Есть люди, которые, под предлогом искоренения суеверия, хотят возвести в религию самый атеизм. Национальный Конвент гнушается такой идеей. Конвент отнюдь не составитель метафизических систем; это учреждение, на котором лежит обязанность заставить уважать не только право, но и особенности французского народа. Недаром он провозгласил признание прав человека пред лицом Верховного Существа! Идея Верховного Существа, бодрствующего над угнетенной невинностью и наказывающего торжествующий порок, вполне народна».

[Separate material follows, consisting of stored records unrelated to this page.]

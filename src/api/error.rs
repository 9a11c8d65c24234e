//! Mapping of store failures onto HTTP responses, and server errors.

use axum::extract::rejection::JsonRejection;
use axum::http::StatusCode;
use axum::response::{IntoResponse, Response};
use axum::Json;
use serde::Serialize;
use thiserror::Error;
use tracing::error;

use crate::core::StoreError;

/// Body returned for every failed request
#[derive(Debug, Serialize)]
pub struct ErrorBody {
    pub error: &'static str,
}

/// Request failure, split into caller mistakes and storage problems
#[derive(Debug)]
pub enum ApiError {
    NoText,
    Database(StoreError),
    /// Body could not be received; answered with axum's own status
    Body(JsonRejection),
}

/// Failure of the HTTP server as a whole
#[derive(Debug, Error)]
pub enum ServeError {
    #[error("HTTP server error: {0}")]
    Http(#[from] std::io::Error),

    #[error("Failed to close content store: {0}")]
    Store(#[from] StoreError),
}

impl From<StoreError> for ApiError {
    fn from(err: StoreError) -> Self {
        if err.is_client_error() {
            Self::NoText
        } else {
            Self::Database(err)
        }
    }
}

impl IntoResponse for ApiError {
    fn into_response(self) -> Response {
        let (status, message) = match self {
            Self::NoText => (StatusCode::BAD_REQUEST, "No text provided"),
            Self::Database(err) => {
                error!("Request failed: {}", err);
                (StatusCode::INTERNAL_SERVER_ERROR, "Database error")
            }
            Self::Body(rejection) => {
                error!("Failed to read request body: {}", rejection);
                return rejection.into_response();
            }
        };

        (status, Json(ErrorBody { error: message })).into_response()
    }
}

#[cfg(test)]
mod tests {
    use super::*;

    #[test]
    fn test_server_io_failure_is_not_a_storage_error() {
        let io = std::io::Error::new(std::io::ErrorKind::AddrInUse, "address in use");
        let err = ServeError::from(io);

        assert!(matches!(err, ServeError::Http(_)));
        assert!(err.to_string().starts_with("HTTP server error"));
    }

    #[test]
    fn test_close_failure_keeps_store_error() {
        let err = ServeError::from(StoreError::unavailable("disk gone"));

        assert!(matches!(err, ServeError::Store(StoreError::Unavailable(_))));
        assert!(err.to_string().contains("disk gone"));
    }

    #[test]
    fn test_status_codes() {
        assert_eq!(
            ApiError::NoText.into_response().status(),
            StatusCode::BAD_REQUEST
        );
        assert_eq!(
            ApiError::from(StoreError::unavailable("x")).into_response().status(),
            StatusCode::INTERNAL_SERVER_ERROR
        );
    }
}
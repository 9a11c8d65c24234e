//! Startup seeding from an external JSON document.
//!
//! The seed file has the shape `{"gptOutput": "..."}`. It is only read when
//! the store holds no record yet, and a bad or missing file never stops
//! startup.

use std::path::Path;

use serde::Deserialize;
use tokio::fs;
use tracing::{info, warn};

use super::error::StoreError;
use super::store::ContentStore;

/// On-disk seed document
#[derive(Debug, Default, Deserialize)]
pub struct SeedDocument {
    #[serde(rename = "gptOutput", default)]
    pub gpt_output: Option<String>,
}

/// Read the seed text, treating a missing or null `gptOutput` as empty
pub async fn read_seed(path: &Path) -> Result<String, StoreError> {
    let raw = fs::read_to_string(path)
        .await
        .map_err(|err| StoreError::SeedUnreadable {
            path: path.to_path_buf(),
            reason: err.to_string(),
        })?;

    let doc: SeedDocument =
        serde_json::from_str(&raw).map_err(|err| StoreError::SeedUnreadable {
            path: path.to_path_buf(),
            reason: err.to_string(),
        })?;

    Ok(doc.gpt_output.unwrap_or_default())
}

/// Read the seed text, falling back to empty content on any failure
pub async fn load_seed_or_empty(path: &Path) -> String {
    match read_seed(path).await {
        Ok(text) => text,
        Err(err) => {
            warn!("{}; seeding with empty content", err);
            String::new()
        }
    }
}

/// Create the record from the seed file if the store is still empty
pub async fn bootstrap(store: &dyn ContentStore, seed_path: &Path) -> Result<(), StoreError> {
    if store.is_initialized().await? {
        info!("Content record present, seed file not consulted");
        return Ok(());
    }

    let seed = load_seed_or_empty(seed_path).await;
    info!(
        "Seeding content record from {} ({} bytes)",
        seed_path.display(),
        seed.len()
    );
    store.initialize(&seed).await
}
//! Storage core.
//!
//! This module contains:
//! - ContentStore: the durable single-record text register
//! - Schema: SQLite layout and record access
//! - Seed: first-start seeding from an external JSON document

pub mod error;
pub mod schema;
pub mod seed;
pub mod store;

// Re-export commonly used types
pub use error::StoreError;
pub use seed::{bootstrap, load_seed_or_empty, read_seed, SeedDocument};
pub use store::{ContentStore, SqliteContentStore};
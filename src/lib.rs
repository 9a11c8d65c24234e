//! tuck - durable append-only text register served over HTTP
//!
//! A single piece of text lives in a SQLite file. Callers can read it or
//! append a sentence to it; appends are serialized so none are lost.
//!
//! # Modules
//!
//! - `core`: ContentStore, schema and startup seeding
//! - `domain`: Trimming and joining rules for the content
//! - `api`: axum router for `/api/analysis`
//! - `config`: Layered configuration (flags, env, config file, defaults)
//! - `cli`: Command-line interface
//!
//! # Usage
//!
//! ```bash
//! # Serve the API on the default port (3000)
//! tuck serve
//!
//! # Read and append locally
//! tuck show
//! tuck append "another sentence"
//! ```

pub mod api;
pub mod cli;
pub mod config;
pub mod core;
pub mod domain;

// Re-export main types at crate root for convenience
pub use crate::core::{ContentStore, SqliteContentStore, StoreError};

Среди якобинцев, принадлежащих к беднякам, раздаются рукоплескания. Робеспьер продолжает: «Народ, несчастные рукоплещут мне; если бы я встретил осуждающих меня, то среди богатых и среди преступных. Я ни на один день с самого детства не отступал от нравственных и политических убеждений, которые только что изложил перед вами. Если бы Бога не существовало, надо было бы выдумать Его… Я говорю с трибуны, — продолжал он, — где бесстыдный жирондист осмелился вменить мне в преступление, что я произнес слово „Провидение“, и в какое время — когда, проливая горькие слезы над народом, я старался возвыситься над толпой заговорщиков, которые окружали меня, и призывал на них небесное мщение, за отсутствием народной грозы. О! Пока существуют тирании — чья энергичная и добродетельная душа не будет призывать втайне от их святотатственного торжества вечную справедливость?! Мне кажется, что последний мученик за свободу испустит дух, успокоившись на этой утешительной мысли. Это чувство всей Европы и всего мира, это чувство французского народа. Разве вы не видите ловушку, которую вам расставляют тайные враги республики и эмиссары чужестранных тиранов? Негодяи хотят оправдать таким образом грубую клевету, наглость которой признает Европа, и оттолкнуть от вас посредством предубеждений и извращенных понятий тех, нравственное чувство и общие интересы которых увлечены святым и высоким делом, которое мы защищаем».
Решили произвести чистку в среде якобинцев. Робеспьер, которого слушали сначала с удивлением, потом холодно, поразил Эбера и Шометта, разгромив атеизм. Исповедуя Бога, Робеспьер создавал самому себе и революции совесть и судью. Он поставил в своей речи свою популярность в связь с исповедуемой им верой.
Партия Эбера, побежденная в этот день якобинцами, отомстила за себя в Коммуне еще более немилосердными приказами о преследовании церковных обрядов. Дантон выступал в Конвенте против этих преследователей, но говорил как политик, желающий, чтобы уважали священный обычай народа, а не как философ, обожающий высочайшую идею человеческого ума. Тем не менее совпадение мыслей, выразившееся в порицании Эбера и Шометта, на короткое время сблизило Робеспьера и Дантона.
Очищение рядов якобинцев происходило следующим образом. Каждый из членов, вызывавшихся по очереди на трибуну, должен был публично изложить свои убеждения.
Третьего декабря, когда на трибуне появился Дантон, чтобы дать отчет в своих действиях, ропот негодования пробежал по всему залу. Дантон на минуту смутился, затем, вооружившись спокойствием отчаяния и непоколебимостью добродетели, которой у него, впрочем, не было, сказал: «Я требую, чтобы все те, кто мог иметь подозрения против меня, высказали свои обвинения. Я почувствовал, что я как будто в опале, когда всходил на трибуну. Разве я уже не тот самый Дантон, который был рядом с вами во все критические минуты? Разве я уже не тот, кого вы обнимали, как вашего друга, и кто должен умереть вместе с вами? Я был один из самых храбрых защитников Марата. Я взываю к тени „друга народа!“ Вы будете удивлены, когда я сообщу вам о своей частной жизни, и вы увидите, что колоссальное состояние, которое мне приписывают мои враги, сводится к небольшому имуществу, которым я владел всегда. Я хочу оставаться в дружеских отношениях с народом. Судите меня в его присутствии. Я не разорву более ни одной страницы своей истории, как вы не разорвете страниц вашей, и они обессмертят летописи свободы!»
После этого вступления, сломавшего, так сказать, печать, долго сковывавшую его душу, Дантон пустился в импровизацию, настолько обильно снабженную фактами и стремительную, что перья слушателей не в состоянии были следовать за ней. Он сделал обзор всей своей жизни и воздвиг себе пьедестал, с которого вызывал своих клеветников свергнуть его. Он потребовал выбора двенадцати комиссаров, чтобы расследовать его поведение. Эту просьбу встретили молчанием. Казалось, народ верил более в его гений, нежели в его совесть.
Робеспьер мог одним словом погубить или спасти Дантона. Он чувствовал, что ему нужен этот человек как противовес популярности Эбера. Робеспьер взошел на трибуну не размеренно, как всегда, но со стремительностью человека, который торопится отразить удар.